RECORDS SHOWN>

______

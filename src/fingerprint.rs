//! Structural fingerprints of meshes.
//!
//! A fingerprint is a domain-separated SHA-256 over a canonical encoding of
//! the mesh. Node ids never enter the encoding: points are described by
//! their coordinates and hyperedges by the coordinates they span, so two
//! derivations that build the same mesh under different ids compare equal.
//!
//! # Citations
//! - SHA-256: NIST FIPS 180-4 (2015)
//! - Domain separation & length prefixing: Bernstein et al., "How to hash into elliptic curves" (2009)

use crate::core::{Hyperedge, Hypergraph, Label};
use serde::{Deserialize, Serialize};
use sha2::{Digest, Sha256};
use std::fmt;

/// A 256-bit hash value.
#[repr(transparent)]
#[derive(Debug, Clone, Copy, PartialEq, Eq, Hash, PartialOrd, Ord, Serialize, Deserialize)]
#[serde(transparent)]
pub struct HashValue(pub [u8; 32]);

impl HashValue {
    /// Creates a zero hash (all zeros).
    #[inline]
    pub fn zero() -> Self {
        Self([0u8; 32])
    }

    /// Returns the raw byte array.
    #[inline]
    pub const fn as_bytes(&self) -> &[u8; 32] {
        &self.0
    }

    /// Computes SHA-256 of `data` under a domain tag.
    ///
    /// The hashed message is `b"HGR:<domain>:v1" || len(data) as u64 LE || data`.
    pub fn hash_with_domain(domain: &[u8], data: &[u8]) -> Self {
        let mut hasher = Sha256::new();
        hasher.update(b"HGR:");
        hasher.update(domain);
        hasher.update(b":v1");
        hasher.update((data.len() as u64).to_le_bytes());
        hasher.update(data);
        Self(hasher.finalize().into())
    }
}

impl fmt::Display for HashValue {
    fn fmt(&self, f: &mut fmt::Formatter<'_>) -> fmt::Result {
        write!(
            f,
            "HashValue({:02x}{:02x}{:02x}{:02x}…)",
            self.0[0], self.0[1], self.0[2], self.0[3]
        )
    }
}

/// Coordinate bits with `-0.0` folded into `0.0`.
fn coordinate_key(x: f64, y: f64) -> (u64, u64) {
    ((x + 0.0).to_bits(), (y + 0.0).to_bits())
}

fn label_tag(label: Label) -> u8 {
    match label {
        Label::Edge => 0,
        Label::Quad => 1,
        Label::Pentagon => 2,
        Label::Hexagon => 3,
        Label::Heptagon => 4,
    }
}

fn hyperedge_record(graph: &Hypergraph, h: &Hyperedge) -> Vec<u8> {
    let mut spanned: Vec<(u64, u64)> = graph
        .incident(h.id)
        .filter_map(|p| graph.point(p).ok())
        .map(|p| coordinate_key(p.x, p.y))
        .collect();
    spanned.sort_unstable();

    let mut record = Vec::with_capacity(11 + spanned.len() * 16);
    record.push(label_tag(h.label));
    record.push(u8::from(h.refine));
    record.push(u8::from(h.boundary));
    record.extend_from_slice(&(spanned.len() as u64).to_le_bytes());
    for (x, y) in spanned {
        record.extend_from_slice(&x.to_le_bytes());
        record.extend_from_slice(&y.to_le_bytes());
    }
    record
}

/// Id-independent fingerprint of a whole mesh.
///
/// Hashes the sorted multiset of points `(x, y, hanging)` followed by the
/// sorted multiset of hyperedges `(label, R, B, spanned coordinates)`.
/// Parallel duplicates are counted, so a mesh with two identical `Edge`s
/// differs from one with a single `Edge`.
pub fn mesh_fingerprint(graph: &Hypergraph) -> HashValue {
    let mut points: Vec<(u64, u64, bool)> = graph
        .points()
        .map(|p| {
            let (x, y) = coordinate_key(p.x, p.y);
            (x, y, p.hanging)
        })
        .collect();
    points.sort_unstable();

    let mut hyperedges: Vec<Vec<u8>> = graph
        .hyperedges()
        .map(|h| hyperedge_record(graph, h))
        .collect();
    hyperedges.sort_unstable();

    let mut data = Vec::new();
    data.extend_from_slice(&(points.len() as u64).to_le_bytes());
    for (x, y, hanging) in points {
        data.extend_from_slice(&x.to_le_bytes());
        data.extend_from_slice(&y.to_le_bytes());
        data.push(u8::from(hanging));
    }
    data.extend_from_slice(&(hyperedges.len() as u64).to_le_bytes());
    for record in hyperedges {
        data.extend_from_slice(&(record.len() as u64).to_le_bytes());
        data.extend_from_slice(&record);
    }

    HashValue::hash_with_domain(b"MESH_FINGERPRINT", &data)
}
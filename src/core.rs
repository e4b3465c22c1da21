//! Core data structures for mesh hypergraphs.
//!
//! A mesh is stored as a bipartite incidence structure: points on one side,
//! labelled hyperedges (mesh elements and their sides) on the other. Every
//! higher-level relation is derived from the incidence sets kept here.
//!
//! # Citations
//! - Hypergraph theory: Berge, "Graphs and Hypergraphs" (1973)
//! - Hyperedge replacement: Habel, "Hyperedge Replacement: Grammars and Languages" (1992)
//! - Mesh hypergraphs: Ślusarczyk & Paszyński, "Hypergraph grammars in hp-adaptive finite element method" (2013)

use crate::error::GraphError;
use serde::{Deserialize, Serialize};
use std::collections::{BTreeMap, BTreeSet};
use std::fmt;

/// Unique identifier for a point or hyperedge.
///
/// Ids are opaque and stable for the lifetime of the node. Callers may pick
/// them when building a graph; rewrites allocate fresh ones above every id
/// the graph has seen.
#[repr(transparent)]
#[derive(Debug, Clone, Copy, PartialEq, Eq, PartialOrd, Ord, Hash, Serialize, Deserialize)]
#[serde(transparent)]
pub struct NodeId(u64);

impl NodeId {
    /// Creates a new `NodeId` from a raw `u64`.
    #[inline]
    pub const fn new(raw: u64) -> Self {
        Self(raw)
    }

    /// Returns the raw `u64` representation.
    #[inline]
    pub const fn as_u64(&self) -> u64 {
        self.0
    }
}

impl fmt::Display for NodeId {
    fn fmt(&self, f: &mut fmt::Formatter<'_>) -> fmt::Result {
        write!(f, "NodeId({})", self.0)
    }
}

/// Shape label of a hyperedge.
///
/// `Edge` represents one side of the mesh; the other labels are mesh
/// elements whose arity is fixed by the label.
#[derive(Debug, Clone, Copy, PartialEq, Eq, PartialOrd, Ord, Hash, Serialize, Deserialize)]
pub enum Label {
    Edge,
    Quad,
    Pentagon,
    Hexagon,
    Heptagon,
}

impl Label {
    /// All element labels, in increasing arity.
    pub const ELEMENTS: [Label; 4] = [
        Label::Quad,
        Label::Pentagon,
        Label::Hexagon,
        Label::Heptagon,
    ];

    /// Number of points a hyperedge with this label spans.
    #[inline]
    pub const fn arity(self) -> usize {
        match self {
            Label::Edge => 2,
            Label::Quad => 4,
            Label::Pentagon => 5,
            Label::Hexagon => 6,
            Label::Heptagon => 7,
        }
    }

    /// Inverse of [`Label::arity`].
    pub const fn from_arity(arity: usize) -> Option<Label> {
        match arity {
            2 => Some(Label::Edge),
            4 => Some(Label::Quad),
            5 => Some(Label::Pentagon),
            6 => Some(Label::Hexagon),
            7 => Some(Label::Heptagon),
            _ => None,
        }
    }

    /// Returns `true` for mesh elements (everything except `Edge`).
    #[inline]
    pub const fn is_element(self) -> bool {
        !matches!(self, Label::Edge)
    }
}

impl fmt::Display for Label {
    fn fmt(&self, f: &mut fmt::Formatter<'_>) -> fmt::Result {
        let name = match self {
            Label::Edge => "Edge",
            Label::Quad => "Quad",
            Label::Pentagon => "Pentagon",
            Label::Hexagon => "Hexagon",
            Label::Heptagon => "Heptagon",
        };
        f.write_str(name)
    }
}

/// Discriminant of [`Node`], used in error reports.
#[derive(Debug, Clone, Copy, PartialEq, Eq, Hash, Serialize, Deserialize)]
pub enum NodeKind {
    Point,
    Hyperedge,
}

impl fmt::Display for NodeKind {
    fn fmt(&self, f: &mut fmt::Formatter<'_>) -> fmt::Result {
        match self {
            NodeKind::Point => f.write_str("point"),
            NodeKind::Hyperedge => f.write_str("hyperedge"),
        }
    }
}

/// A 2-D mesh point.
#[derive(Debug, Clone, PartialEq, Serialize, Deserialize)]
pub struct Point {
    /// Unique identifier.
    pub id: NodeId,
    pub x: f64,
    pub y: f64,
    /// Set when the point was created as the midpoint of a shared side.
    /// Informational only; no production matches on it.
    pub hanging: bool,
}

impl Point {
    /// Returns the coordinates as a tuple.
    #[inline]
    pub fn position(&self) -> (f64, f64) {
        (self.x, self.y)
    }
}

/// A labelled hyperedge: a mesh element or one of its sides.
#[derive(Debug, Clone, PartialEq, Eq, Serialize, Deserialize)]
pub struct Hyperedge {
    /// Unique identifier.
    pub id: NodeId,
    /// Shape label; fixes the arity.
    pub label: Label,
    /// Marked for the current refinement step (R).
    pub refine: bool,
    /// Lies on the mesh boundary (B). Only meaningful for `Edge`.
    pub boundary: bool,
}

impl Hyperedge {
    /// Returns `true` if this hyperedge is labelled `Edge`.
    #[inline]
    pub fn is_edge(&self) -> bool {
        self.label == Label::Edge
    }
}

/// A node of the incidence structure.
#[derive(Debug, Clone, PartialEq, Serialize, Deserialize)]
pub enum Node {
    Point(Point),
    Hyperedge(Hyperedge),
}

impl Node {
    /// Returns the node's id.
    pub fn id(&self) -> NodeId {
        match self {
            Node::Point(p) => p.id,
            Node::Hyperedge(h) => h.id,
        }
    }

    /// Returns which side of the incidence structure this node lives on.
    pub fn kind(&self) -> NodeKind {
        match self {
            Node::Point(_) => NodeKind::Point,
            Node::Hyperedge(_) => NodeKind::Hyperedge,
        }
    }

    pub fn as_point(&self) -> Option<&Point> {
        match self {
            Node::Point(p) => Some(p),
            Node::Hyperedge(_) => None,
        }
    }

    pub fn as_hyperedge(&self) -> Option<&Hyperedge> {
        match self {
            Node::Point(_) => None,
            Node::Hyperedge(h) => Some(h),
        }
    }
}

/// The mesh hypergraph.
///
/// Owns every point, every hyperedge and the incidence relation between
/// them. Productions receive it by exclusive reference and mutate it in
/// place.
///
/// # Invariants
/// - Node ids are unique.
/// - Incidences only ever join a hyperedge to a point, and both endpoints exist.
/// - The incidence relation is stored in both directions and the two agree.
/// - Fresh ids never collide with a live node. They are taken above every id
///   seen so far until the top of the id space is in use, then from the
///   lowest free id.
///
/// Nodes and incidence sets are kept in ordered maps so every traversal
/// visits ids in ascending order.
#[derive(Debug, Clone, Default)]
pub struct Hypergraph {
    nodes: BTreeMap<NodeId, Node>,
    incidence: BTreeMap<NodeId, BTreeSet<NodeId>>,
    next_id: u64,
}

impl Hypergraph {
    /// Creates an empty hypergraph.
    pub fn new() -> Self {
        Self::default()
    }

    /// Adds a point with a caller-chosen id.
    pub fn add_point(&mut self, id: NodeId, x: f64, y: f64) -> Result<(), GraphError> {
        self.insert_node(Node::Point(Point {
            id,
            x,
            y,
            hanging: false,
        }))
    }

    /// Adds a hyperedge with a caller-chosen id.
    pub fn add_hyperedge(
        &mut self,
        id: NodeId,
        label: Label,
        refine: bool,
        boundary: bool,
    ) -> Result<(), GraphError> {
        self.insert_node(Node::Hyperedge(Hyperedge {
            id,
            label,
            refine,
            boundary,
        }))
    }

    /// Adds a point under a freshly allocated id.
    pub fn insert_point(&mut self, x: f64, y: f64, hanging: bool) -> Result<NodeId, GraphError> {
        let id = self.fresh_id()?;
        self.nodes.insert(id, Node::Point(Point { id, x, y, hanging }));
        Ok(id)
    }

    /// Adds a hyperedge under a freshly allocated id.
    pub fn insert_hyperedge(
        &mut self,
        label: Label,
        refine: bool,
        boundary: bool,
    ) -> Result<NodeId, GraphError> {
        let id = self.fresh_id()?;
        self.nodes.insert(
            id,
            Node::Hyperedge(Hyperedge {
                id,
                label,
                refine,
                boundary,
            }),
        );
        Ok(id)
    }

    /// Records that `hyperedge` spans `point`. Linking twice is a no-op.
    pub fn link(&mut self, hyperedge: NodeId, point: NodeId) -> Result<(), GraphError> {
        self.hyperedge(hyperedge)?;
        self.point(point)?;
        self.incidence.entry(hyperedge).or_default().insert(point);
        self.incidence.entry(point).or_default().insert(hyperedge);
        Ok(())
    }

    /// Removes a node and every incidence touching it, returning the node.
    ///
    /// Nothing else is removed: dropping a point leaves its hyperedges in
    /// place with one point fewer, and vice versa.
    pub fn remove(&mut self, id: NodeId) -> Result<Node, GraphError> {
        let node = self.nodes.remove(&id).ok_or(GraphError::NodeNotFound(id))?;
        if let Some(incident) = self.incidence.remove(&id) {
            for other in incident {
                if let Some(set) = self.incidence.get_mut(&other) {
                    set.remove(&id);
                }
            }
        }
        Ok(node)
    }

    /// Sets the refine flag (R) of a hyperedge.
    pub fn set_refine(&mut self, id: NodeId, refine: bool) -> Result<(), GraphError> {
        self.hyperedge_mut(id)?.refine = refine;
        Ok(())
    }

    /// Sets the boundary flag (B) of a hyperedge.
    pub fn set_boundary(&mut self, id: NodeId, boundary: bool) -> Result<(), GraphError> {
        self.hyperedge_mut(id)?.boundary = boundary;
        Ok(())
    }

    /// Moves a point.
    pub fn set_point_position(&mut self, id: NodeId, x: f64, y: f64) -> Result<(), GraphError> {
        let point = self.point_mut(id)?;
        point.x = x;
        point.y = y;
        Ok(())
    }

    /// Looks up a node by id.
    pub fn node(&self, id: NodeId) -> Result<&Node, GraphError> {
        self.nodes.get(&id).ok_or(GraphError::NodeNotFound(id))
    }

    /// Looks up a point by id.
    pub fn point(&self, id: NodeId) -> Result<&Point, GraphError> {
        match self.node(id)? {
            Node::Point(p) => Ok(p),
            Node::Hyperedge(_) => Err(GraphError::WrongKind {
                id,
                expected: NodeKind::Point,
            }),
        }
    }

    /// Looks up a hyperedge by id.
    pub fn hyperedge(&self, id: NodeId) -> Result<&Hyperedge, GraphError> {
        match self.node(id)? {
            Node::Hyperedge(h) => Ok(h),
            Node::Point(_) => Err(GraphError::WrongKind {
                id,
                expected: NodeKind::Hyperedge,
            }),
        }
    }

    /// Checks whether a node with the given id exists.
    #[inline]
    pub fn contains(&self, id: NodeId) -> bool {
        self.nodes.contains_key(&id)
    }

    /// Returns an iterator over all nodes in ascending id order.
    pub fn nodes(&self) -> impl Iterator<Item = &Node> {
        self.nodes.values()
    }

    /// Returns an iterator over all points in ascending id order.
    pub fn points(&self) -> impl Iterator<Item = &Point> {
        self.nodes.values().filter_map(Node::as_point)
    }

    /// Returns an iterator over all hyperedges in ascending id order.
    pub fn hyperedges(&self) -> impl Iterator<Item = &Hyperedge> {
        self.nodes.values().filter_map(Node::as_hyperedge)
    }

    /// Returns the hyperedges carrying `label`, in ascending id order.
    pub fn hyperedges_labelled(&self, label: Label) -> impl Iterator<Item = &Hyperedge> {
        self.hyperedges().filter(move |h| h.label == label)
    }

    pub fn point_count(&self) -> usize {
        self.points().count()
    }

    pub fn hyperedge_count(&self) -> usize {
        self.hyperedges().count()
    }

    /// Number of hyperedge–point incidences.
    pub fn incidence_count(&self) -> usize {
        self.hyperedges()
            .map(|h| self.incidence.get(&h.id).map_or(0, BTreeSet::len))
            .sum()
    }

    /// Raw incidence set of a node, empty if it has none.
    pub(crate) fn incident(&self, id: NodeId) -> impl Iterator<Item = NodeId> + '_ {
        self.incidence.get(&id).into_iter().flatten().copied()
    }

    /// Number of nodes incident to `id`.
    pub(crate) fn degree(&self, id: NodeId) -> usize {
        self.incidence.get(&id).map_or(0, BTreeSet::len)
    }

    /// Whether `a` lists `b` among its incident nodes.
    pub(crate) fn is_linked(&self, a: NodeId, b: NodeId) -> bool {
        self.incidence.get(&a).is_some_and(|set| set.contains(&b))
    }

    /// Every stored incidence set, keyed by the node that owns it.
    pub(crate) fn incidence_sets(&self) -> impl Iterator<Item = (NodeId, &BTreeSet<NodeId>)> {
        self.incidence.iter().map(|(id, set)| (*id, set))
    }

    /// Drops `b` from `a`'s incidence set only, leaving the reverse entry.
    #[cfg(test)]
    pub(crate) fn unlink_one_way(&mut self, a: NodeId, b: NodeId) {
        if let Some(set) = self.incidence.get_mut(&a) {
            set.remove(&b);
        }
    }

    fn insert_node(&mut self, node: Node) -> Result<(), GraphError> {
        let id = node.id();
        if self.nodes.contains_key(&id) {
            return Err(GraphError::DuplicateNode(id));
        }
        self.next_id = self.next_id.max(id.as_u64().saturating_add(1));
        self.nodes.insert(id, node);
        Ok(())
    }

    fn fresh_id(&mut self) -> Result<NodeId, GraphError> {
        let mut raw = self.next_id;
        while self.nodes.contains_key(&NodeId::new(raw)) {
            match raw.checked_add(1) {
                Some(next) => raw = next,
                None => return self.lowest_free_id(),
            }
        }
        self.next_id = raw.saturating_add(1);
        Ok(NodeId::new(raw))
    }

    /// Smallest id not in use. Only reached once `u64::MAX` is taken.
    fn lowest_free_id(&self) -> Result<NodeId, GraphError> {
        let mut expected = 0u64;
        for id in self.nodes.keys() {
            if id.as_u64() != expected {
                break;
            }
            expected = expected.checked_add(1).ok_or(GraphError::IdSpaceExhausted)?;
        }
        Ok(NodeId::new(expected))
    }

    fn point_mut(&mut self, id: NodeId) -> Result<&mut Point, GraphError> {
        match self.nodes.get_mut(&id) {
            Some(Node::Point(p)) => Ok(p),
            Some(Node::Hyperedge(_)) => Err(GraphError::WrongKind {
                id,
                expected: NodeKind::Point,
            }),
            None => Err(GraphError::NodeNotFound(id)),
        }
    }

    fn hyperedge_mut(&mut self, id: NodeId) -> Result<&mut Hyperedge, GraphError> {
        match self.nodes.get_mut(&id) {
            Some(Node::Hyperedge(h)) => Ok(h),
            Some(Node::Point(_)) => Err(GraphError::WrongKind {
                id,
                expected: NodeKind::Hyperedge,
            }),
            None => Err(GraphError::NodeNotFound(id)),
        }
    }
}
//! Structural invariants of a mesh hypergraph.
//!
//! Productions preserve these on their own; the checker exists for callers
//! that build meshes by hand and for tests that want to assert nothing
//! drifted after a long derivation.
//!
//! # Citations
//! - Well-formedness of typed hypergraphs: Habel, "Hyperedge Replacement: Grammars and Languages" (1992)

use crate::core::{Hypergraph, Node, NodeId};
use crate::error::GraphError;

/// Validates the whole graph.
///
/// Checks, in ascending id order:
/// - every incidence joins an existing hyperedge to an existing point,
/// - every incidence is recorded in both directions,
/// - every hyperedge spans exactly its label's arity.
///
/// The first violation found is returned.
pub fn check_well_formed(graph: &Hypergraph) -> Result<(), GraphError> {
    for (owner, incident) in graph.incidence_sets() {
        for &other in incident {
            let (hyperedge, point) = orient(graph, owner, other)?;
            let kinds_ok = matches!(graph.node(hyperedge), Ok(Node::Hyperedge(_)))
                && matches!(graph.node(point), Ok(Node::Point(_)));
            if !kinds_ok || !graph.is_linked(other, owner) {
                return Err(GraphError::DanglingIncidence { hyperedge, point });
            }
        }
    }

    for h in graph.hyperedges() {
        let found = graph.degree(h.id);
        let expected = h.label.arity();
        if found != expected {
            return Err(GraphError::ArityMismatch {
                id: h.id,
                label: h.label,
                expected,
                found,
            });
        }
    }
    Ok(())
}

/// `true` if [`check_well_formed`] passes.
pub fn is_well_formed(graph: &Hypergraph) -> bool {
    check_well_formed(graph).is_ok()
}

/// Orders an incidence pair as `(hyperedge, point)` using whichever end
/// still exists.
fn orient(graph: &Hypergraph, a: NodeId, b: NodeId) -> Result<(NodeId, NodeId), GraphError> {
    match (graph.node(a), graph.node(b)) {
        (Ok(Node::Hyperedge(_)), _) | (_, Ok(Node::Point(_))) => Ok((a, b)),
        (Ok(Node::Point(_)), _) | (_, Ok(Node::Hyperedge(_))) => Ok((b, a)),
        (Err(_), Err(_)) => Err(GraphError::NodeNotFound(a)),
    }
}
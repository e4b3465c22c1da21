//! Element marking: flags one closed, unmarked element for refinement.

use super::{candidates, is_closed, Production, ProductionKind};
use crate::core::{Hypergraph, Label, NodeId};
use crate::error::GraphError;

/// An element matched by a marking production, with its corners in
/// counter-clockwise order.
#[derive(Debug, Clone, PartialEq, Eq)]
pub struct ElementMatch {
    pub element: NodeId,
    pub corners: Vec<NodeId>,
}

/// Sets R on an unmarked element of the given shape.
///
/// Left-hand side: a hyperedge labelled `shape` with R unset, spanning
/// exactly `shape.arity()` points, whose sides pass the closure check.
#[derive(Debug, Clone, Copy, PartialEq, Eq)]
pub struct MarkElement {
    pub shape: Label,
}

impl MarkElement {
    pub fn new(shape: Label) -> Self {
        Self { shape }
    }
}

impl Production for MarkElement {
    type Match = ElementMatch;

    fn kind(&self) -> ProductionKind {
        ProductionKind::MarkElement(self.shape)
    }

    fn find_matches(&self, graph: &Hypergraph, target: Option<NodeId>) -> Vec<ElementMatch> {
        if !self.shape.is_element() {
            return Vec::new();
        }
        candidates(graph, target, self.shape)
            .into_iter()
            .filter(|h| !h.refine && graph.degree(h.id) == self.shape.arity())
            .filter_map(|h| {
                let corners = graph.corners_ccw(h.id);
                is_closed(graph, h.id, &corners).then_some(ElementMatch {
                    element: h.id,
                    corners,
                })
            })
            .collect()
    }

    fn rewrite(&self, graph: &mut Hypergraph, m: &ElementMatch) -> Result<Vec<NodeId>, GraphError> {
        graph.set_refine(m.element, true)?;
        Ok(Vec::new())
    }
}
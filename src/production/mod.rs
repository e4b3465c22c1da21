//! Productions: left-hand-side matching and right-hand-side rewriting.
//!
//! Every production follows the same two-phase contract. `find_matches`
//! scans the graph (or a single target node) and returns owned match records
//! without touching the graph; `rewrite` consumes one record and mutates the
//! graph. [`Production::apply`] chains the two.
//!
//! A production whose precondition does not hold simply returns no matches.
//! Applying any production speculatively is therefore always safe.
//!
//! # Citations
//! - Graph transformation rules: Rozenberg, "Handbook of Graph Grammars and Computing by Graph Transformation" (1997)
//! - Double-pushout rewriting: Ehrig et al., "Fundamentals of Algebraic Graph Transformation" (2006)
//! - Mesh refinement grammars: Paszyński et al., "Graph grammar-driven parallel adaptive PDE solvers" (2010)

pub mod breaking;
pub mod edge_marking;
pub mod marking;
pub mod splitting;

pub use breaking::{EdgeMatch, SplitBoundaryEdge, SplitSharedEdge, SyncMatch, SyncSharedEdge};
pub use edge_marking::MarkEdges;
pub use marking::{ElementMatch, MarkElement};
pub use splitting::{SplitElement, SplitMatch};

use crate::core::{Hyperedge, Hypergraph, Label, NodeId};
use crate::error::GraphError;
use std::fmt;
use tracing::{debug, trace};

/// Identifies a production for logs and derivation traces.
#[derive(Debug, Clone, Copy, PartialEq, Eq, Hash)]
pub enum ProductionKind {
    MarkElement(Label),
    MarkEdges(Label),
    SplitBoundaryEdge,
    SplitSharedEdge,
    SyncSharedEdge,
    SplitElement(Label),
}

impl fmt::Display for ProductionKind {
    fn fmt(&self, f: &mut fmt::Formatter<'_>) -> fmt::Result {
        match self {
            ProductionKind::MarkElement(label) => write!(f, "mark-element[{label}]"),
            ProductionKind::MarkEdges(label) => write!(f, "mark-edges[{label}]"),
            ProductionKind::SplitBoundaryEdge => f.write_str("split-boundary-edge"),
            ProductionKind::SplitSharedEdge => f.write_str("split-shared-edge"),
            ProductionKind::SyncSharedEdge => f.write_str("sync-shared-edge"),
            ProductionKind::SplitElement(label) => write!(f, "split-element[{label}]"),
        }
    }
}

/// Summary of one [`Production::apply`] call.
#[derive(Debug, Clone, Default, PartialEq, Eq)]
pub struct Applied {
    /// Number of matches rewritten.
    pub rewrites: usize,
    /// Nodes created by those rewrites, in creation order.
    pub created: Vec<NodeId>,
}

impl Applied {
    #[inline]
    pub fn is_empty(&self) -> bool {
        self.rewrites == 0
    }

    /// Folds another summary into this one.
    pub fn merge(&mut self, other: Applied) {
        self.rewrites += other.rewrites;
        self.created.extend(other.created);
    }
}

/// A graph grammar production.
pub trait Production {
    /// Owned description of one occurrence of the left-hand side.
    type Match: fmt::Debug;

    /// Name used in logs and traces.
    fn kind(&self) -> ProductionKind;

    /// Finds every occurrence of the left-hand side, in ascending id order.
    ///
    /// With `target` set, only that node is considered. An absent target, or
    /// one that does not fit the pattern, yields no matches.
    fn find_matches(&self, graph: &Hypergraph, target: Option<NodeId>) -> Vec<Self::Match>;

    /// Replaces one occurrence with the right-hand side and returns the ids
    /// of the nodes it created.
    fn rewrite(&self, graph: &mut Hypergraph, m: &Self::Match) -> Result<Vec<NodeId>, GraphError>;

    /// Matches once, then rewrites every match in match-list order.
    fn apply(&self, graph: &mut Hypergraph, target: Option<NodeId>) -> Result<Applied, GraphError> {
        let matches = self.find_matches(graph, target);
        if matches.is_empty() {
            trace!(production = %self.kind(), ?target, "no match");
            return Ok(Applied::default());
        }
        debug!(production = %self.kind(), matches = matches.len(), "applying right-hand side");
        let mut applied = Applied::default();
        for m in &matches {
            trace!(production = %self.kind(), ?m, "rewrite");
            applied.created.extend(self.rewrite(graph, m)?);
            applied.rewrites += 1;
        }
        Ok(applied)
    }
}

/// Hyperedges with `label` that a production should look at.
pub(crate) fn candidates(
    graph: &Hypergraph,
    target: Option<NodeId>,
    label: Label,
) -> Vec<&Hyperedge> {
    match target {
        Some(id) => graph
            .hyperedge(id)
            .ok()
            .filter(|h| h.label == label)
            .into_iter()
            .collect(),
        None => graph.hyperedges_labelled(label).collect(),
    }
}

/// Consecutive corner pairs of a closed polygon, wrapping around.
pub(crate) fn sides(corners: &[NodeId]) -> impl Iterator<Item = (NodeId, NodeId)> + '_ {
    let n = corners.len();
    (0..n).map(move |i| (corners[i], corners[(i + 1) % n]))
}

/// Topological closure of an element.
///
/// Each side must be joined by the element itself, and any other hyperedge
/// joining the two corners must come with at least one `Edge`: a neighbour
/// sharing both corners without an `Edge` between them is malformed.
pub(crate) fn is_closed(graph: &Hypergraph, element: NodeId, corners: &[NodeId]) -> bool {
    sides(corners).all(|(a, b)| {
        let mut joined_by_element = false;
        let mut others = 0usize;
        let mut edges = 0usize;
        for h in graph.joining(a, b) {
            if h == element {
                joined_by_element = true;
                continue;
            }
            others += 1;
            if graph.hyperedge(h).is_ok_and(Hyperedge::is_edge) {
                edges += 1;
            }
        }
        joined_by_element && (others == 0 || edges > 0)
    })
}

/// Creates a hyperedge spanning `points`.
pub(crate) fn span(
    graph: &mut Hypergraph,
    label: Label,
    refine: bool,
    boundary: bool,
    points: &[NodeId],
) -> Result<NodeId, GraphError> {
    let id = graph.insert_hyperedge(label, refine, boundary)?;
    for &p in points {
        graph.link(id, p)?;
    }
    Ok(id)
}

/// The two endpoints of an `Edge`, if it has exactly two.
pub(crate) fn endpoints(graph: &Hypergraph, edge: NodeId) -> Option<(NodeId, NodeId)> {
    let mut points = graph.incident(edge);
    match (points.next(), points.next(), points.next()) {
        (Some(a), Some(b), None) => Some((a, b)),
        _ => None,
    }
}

______

PROBLEM DESCRIPTION>
Up to and including the line that contains "raw byte array.", restate each line of the material above word for word, beginning with its first line.

RESPONSE BOX>
filename src/fingerprint.rs
//! Structural fingerprints of meshes.
//!
//! A fingerprint is a domain-separated SHA-256 over a canonical encoding of
//! the mesh. Node ids never enter the encoding: points are described by
//! their coordinates and hyperedges by the coordinates they span, so two
//! derivations that build the same mesh under different ids compare equal.
//!
//! # Citations
//! - SHA-256: NIST FIPS 180-4 (2015)
//! - Domain separation & length prefixing: Bernstein et al., "How to hash into elliptic curves" (2009)

use crate::core::{Hyperedge, Hypergraph, Label};
use serde::{Deserialize, Serialize};
use sha2::{Digest, Sha256};
use std::fmt;

/// A 256-bit hash value.
#[repr(transparent)]
#[derive(Debug, Clone, Copy, PartialEq, Eq, Hash, PartialOrd, Ord, Serialize, Deserialize)]
#[serde(transparent)]
pub struct HashValue(pub [u8; 32]);

impl HashValue {
    /// Creates a zero hash (all zeros).
    #[inline]
    pub fn zero() -> Self {
        Self([0u8; 32])
    }

    /// Returns the raw byte array.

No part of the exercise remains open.